Johnson to try vote on modified plan B: ‘We will not have a government shutdown’ 

The House on Friday will make another attempt at passing legislation to avert a government shutdown, staging a vote on a revamped spending proposal that excludes the debt limit hike initially demanded by President-elect Trump, three sources told The Hill.

The package would fund the government at current levels through March 14, extend the farm bill by one year and appropriate billions of dollars in disaster aid and assistance for farmers — the same provisions that were in Speaker Mike Johnson’s (R-La.) plan B proposal that failed on the House floor Thursday night.

But in a departure from that measure, Friday’s bill will not include language to raise the debt limit after Democrats and a handful of Republicans came out against the provision — despite Trump initially demanding that such language be included.

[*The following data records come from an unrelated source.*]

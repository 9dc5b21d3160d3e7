//! `NeonClient::from_environ` behavior.
//!
//! Kept in its own test binary: it mutates process environment.

use assert_matches::assert_matches;
use neon_client::{NeonClient, NeonError, NEON_API_BASE_URL, NEON_API_KEY_ENVIRON};

#[test]
fn from_environ_requires_api_key() {
    std::env::remove_var(NEON_API_KEY_ENVIRON);
    let err = NeonClient::from_environ().unwrap_err();
    assert_matches!(err, NeonError::MissingApiKey(var) if var == "NEON_API_KEY");

    std::env::set_var(NEON_API_KEY_ENVIRON, "from-env");
    let client = NeonClient::from_environ().unwrap();
    assert_eq!(client.base_url(), NEON_API_BASE_URL);
    std::env::remove_var(NEON_API_KEY_ENVIRON);
}
use thiserror::Error;

/// Error type for Neon API operations.
///
/// - `RequestFailed` — network/transport errors (wraps `reqwest::Error`)
/// - `Api` — any non-2xx status code; displays as the raw response text
/// - `MissingApiKey` — the API key environment variable is unset
/// - `AttributeNotFound` / `KeyNotFound` — lookup misses on a [`Resource`]
///
/// [`Resource`]: crate::resource::Resource
#[derive(Debug, Error)]
pub enum NeonError {
    #[error("Request failed: {0}")]
    RequestFailed(#[from] reqwest::Error),

    #[error("{message}")]
    Api { status: u16, message: String },

    #[error("Environment variable {0} is not set")]
    MissingApiKey(&'static str),

    #[error("Invalid header value: {0}")]
    InvalidHeader(String),

    #[error("Invalid request: {0}")]
    InvalidRequest(String),

    #[error("JSON error: {0}")]
    Json(#[from] serde_json::Error),

    #[error("Unexpected response: {0}")]
    UnexpectedResponse(String),

    #[error("Attribute not found: {0}")]
    AttributeNotFound(String),

    #[error("Key not found: {0}")]
    KeyNotFound(String),
}

impl NeonError {
    /// HTTP status of an `Api` error.
    pub fn status(&self) -> Option<u16> {
        match self {
            NeonError::Api { status, .. } => Some(*status),
            _ => None,
        }
    }
}

pub type Result<T> = std::result::Result<T, NeonError>;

House GOP leadership plans to bring the package to the floor under the fast-track suspension of the rules process, which bypasses the need to approve a procedural rule but require two-thirds support for passage. It remains unclear whether Democrats will support the package.

The House is expected to vote on the new proposal around 5 p.m. EST, a source told The Hill. Without congressional action, large parts of the federal government would shut down hours later, just after midnight.

Johnson emerged from a tense two-hour meeting with his GOP conference in the Capitol basement to announce the developments and vow there would be no shutdown with less than eight hours to go until the deadline.

“There is a unanimous agreement in the room that we need to move forward,” he told reporters. 

“We will not have a government shutdown,” he continued. “And we will meet our obligations for our farmers who need aid, for the disaster victims all over the country, and for making sure that military and essential services and everyone who relies upon the federal government for a paycheck gets paid over the holidays."

In lieu of dealing with the debt limit in the funding plan, as Trump had wanted, Republicans struck an agreement to raise the debt ceiling by $1.5 trillion in exchange for $2.5 trillion in net cuts to spending, done through a reconciliation package, two sources confirmed to The Hill.

The reconciliation process is a special procedure that gets around the Senate filibuster, allowing Republicans who will have trifecta control of government to push through their priorities without needing Democratic support. Republicans have long been planning to use this process to advance an ambitious legislative agenda that includes extending Trump’s 2017 tax cuts and addressing border security.

It is not clear which programs would be cut. An original version of that spending agreement presented to members targeted mandatory spending cuts, a bucket that includes Social Security, Medicare, Medicaid, veterans benefits, but one member said the final agreement removed the word “mandatory.” Congress is not able to use the reconciliation package to change Social Security.

One Republican said that the idea behind the suspension strategy, despite it being unclear whether Democrats will provide the two-thirds support needed for passage, is to jam them into supporting it or else have the government shut down before Republicans pursue another plan.

“I think the idea here is we can vote on this, and then Democrats won't miss their flights this afternoon,” said Rep. Mike Flood (R-Neb.).

If the bill does not pass, Republicans are likely to advance to a strategy that splits the plan B bill into three buckets: A “clean” continuing resolution through March 14, a disaster aid bill, and legislation that appropriates assistance for farmers.

Because of wonky procedural issues, the House would not be able to take up the three-prong strategy until after midnight — the time when a government shutdown would start.

House Republicans were considering those two options during their closed-door meeting on Friday, two sources told The Hill, during which it became clear that there was “overwhelming consensus” in favor of the single measure brought under the fast-track process.